_Action item:_
Write out exactly the lines of the material below, beginning at the top and ending at the line that contains "Q: How do I reset my password?".

====

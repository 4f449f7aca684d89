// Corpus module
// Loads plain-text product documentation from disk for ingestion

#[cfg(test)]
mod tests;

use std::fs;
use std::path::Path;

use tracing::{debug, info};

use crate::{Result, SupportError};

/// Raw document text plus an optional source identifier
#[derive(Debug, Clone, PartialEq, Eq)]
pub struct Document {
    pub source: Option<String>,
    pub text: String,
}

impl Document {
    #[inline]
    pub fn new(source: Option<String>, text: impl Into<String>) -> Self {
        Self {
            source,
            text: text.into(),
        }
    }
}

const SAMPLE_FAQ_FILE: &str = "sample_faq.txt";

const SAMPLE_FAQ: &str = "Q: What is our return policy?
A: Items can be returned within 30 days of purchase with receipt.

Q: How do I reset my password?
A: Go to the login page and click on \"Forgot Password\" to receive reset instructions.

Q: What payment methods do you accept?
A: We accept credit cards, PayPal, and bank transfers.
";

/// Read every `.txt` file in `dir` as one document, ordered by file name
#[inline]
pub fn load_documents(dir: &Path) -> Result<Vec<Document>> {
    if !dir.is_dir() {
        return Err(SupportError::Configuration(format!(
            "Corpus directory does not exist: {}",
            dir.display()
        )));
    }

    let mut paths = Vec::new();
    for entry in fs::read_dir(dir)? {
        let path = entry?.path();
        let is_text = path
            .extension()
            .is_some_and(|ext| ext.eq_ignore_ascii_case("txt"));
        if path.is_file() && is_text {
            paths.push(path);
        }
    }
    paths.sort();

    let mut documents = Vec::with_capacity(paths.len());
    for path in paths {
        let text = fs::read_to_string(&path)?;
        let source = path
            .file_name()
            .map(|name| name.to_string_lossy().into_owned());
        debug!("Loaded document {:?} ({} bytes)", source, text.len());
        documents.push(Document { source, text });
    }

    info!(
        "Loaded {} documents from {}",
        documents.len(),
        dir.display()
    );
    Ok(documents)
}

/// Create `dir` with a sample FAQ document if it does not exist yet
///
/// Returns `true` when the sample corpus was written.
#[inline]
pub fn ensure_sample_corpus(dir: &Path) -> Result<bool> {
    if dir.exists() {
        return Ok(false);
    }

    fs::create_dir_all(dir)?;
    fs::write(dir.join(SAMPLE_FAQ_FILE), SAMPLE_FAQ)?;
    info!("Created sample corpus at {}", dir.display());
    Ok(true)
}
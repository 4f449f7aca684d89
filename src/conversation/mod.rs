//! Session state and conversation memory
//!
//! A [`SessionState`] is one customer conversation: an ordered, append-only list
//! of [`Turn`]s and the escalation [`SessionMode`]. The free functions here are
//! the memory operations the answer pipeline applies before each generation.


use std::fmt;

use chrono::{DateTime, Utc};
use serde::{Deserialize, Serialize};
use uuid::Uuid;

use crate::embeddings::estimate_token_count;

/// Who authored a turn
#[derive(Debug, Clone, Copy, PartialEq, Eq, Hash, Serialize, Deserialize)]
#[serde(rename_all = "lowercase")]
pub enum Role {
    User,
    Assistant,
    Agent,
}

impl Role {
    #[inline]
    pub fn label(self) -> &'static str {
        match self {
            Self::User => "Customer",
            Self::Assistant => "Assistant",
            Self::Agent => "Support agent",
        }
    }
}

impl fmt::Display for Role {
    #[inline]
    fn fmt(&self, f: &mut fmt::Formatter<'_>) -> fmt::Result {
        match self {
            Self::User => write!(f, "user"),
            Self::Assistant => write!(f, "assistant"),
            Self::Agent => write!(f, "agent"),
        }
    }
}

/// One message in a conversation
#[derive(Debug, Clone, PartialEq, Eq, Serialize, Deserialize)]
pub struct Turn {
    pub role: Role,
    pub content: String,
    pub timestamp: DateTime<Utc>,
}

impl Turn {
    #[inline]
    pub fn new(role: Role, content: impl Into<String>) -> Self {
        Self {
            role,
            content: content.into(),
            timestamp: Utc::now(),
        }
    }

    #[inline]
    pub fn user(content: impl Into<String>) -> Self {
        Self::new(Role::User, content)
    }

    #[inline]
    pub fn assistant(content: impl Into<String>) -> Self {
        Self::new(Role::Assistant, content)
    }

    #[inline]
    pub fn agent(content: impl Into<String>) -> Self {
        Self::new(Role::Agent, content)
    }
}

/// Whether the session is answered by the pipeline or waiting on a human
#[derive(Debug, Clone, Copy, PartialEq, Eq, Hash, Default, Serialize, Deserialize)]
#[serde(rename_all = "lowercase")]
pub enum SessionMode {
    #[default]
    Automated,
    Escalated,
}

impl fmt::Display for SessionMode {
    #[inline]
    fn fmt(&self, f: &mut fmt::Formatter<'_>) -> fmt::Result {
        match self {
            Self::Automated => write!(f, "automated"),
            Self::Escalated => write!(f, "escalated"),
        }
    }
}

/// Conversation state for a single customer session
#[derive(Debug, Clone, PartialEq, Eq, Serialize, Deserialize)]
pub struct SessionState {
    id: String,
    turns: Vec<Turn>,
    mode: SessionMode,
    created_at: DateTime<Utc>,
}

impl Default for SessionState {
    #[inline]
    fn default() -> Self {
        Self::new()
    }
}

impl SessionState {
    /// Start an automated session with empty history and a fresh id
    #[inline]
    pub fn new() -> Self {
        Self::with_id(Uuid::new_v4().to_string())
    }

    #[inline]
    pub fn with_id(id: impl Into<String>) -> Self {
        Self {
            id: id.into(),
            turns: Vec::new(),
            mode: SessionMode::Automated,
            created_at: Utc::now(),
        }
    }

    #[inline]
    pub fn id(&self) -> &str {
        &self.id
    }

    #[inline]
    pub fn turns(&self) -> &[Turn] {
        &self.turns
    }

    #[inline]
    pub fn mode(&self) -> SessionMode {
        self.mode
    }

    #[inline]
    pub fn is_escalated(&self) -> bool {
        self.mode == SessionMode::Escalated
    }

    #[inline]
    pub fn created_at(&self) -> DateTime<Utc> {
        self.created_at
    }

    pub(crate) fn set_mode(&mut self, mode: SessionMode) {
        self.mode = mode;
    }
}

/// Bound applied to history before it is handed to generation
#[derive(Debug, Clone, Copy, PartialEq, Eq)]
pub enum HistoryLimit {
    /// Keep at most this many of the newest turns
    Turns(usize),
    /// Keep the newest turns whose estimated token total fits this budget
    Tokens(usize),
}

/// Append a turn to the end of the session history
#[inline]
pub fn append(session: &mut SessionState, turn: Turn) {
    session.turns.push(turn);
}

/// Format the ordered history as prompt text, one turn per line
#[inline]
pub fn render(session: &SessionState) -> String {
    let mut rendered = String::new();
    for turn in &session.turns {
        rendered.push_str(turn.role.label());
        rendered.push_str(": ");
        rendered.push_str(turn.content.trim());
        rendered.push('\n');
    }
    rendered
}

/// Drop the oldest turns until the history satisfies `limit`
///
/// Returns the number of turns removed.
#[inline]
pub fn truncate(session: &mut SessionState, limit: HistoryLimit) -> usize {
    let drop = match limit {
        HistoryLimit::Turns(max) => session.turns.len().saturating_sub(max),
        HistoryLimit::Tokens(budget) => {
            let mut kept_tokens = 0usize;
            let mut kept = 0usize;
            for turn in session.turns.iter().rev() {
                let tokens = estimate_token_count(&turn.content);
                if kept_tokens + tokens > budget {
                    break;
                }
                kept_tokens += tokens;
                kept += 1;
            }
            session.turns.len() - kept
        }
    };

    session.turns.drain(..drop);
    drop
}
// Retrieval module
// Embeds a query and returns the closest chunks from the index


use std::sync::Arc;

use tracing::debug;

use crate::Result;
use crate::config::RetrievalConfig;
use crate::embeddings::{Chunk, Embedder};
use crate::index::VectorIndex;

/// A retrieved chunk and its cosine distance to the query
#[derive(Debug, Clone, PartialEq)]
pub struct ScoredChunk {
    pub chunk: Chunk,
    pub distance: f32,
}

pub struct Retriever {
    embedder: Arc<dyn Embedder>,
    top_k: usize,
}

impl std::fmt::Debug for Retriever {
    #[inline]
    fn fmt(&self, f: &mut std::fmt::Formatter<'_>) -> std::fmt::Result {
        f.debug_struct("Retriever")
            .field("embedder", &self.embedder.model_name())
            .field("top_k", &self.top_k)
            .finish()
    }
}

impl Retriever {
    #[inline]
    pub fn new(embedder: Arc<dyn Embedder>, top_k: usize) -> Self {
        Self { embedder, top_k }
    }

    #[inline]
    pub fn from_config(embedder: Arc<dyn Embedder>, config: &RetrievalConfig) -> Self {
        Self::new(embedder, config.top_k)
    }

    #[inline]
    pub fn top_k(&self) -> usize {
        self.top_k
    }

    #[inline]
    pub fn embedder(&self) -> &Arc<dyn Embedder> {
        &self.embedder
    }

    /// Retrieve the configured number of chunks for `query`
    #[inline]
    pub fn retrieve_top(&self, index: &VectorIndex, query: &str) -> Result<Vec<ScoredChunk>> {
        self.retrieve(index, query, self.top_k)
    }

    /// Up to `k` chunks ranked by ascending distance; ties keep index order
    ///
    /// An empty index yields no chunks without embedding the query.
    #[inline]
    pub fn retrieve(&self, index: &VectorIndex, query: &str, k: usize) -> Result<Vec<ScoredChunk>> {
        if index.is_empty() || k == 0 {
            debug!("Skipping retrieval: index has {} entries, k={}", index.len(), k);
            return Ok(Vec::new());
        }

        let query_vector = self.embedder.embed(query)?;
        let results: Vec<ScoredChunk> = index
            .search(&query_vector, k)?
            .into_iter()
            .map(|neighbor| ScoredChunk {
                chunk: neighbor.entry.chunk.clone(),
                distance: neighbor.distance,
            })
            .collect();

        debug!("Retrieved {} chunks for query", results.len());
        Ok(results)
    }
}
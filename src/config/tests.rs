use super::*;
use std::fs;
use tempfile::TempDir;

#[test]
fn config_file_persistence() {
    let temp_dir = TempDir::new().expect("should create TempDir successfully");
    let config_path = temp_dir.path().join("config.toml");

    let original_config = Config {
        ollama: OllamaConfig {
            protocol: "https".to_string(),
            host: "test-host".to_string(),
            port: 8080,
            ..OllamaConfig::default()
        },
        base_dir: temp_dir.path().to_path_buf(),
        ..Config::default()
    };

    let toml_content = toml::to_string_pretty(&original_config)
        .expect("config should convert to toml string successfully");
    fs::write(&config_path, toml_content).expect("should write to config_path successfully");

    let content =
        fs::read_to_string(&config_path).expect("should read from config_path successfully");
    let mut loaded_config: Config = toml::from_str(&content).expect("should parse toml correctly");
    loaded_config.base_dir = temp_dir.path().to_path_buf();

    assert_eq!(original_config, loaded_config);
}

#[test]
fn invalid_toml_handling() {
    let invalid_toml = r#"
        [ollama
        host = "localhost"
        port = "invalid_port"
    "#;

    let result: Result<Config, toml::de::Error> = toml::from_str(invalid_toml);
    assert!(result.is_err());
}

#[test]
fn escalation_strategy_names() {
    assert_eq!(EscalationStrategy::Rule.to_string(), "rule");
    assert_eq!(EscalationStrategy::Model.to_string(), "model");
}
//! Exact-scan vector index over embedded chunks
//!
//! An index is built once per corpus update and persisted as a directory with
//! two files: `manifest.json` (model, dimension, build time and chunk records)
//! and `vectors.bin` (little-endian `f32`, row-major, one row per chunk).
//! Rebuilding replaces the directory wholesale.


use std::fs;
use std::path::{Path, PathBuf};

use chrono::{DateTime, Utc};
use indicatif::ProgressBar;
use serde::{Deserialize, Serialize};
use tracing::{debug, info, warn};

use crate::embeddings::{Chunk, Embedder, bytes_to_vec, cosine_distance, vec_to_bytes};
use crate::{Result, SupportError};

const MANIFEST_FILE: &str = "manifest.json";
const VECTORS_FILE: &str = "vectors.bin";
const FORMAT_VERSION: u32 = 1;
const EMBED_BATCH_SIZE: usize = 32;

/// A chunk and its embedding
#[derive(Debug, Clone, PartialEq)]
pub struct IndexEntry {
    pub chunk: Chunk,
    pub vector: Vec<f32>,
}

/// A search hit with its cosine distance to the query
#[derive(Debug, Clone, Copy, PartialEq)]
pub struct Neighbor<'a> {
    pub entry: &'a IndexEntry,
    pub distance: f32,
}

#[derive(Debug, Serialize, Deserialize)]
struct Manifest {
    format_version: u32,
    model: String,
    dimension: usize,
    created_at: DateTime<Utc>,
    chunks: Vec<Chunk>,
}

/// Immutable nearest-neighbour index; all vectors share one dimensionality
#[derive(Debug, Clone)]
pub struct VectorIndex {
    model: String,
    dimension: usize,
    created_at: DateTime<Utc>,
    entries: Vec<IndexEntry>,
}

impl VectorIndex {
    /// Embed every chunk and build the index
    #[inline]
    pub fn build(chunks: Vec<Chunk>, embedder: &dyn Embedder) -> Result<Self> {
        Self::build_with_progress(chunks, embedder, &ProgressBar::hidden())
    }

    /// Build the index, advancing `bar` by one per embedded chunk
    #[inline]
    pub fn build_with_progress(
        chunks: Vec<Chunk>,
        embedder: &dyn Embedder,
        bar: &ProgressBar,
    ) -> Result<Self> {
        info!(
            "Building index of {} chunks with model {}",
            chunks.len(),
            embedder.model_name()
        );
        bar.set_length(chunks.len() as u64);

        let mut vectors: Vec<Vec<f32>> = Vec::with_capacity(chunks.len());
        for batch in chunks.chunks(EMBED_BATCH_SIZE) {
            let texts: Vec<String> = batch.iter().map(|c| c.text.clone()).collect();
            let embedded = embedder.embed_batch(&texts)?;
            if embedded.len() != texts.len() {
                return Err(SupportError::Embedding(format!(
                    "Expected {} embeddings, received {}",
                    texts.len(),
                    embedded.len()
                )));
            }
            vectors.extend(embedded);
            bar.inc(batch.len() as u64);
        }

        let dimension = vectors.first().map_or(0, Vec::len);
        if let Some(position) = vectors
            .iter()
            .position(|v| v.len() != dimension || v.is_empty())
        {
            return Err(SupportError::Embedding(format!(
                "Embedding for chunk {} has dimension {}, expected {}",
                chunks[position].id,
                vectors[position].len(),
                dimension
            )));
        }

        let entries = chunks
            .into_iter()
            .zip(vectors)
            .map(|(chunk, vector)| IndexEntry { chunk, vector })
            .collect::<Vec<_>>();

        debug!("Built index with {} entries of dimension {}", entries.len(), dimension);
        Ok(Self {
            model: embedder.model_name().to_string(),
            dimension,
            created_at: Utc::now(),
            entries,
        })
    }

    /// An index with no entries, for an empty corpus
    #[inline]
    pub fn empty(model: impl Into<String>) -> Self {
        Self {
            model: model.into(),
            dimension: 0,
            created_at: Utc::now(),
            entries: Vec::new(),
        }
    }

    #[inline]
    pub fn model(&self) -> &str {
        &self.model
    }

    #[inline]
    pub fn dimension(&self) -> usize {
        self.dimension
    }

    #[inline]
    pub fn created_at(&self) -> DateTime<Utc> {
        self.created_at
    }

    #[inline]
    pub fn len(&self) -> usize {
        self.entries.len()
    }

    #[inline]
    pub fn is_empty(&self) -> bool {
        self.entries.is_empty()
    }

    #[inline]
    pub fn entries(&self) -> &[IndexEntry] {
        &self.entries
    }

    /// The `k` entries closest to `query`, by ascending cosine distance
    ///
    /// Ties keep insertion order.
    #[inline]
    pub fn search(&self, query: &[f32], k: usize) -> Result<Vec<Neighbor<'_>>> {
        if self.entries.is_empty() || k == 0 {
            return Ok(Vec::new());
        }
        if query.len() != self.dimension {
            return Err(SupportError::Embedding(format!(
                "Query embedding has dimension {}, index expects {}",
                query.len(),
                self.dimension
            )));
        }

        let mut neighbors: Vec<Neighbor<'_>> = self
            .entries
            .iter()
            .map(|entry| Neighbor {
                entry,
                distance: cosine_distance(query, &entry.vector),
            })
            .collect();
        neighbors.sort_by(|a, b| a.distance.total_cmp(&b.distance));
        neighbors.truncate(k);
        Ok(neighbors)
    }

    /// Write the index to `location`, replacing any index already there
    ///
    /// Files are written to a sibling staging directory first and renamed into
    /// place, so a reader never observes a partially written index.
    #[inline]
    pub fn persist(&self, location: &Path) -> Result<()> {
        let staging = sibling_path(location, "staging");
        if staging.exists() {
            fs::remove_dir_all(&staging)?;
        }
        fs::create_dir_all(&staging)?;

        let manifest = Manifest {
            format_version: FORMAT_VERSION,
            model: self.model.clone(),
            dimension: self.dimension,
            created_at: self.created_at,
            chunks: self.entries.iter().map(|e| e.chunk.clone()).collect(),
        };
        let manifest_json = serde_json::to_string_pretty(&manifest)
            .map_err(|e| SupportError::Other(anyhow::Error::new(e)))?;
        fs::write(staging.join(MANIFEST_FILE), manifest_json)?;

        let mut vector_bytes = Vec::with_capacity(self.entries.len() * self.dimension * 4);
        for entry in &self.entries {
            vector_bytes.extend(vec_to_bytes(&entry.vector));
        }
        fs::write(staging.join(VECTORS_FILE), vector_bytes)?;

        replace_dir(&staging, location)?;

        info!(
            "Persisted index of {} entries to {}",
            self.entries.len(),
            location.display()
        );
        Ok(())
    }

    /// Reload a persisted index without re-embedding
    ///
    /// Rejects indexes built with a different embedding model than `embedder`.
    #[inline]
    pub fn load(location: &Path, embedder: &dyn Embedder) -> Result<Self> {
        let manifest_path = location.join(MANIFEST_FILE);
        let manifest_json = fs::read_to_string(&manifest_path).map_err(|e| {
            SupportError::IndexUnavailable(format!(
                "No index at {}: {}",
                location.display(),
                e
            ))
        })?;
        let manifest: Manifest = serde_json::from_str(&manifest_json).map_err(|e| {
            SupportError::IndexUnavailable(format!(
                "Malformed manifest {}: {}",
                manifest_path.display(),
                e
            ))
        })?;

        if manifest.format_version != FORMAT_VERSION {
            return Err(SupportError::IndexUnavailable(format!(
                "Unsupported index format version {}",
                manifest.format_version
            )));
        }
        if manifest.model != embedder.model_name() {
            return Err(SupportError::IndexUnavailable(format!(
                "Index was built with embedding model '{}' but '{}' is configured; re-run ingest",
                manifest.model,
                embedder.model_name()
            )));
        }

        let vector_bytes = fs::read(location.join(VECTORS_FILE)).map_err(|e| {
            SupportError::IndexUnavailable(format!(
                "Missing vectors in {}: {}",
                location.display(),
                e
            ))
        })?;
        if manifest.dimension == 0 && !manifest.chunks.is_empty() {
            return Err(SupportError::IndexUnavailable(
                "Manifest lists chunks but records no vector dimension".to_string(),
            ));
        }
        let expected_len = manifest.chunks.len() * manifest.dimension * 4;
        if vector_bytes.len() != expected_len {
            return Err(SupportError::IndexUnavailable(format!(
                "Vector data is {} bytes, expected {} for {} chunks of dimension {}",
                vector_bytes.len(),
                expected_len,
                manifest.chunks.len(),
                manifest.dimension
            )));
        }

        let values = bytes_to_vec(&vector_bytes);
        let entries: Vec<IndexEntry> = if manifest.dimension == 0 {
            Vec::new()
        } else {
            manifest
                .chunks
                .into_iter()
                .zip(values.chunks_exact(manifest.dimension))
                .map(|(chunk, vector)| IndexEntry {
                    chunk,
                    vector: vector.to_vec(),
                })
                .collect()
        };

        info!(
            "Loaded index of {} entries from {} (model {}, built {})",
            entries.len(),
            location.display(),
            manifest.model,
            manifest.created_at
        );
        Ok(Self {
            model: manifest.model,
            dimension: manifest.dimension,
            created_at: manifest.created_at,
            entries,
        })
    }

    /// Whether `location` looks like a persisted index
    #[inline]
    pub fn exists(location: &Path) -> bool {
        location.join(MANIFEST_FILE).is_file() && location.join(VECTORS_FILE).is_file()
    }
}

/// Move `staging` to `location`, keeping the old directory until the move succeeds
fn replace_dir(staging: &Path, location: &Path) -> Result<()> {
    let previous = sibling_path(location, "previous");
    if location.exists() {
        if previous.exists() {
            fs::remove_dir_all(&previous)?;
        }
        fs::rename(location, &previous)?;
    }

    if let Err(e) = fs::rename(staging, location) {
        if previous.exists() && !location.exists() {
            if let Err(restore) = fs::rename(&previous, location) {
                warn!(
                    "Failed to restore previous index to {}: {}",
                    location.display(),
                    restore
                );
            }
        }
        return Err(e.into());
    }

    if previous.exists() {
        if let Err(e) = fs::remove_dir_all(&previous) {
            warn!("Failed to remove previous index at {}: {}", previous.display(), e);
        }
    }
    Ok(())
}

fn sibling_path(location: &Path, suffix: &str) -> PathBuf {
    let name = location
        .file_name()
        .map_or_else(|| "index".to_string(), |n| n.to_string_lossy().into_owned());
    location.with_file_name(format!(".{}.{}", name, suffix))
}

====

_Solution for this problem:_
repository 4f449f7aca684d89
// Corpus module
// Loads plain-text product documentation from disk for ingestion

#[cfg(test)]
mod tests;

use std::fs;
use std::path::Path;

use tracing::{debug, info};

use crate::{Result, SupportError};

/// Raw document text plus an optional source identifier
#[derive(Debug, Clone, PartialEq, Eq)]
pub struct Document {
    pub source: Option<String>,
    pub text: String,
}

impl Document {
    #[inline]
    pub fn new(source: Option<String>, text: impl Into<String>) -> Self {
        Self {
            source,
            text: text.into(),
        }
    }
}

const SAMPLE_FAQ_FILE: &str = "sample_faq.txt";

const SAMPLE_FAQ: &str = "Q: What is our return policy?
A: Items can be returned within 30 days of purchase with receipt.

Q: How do I reset my password?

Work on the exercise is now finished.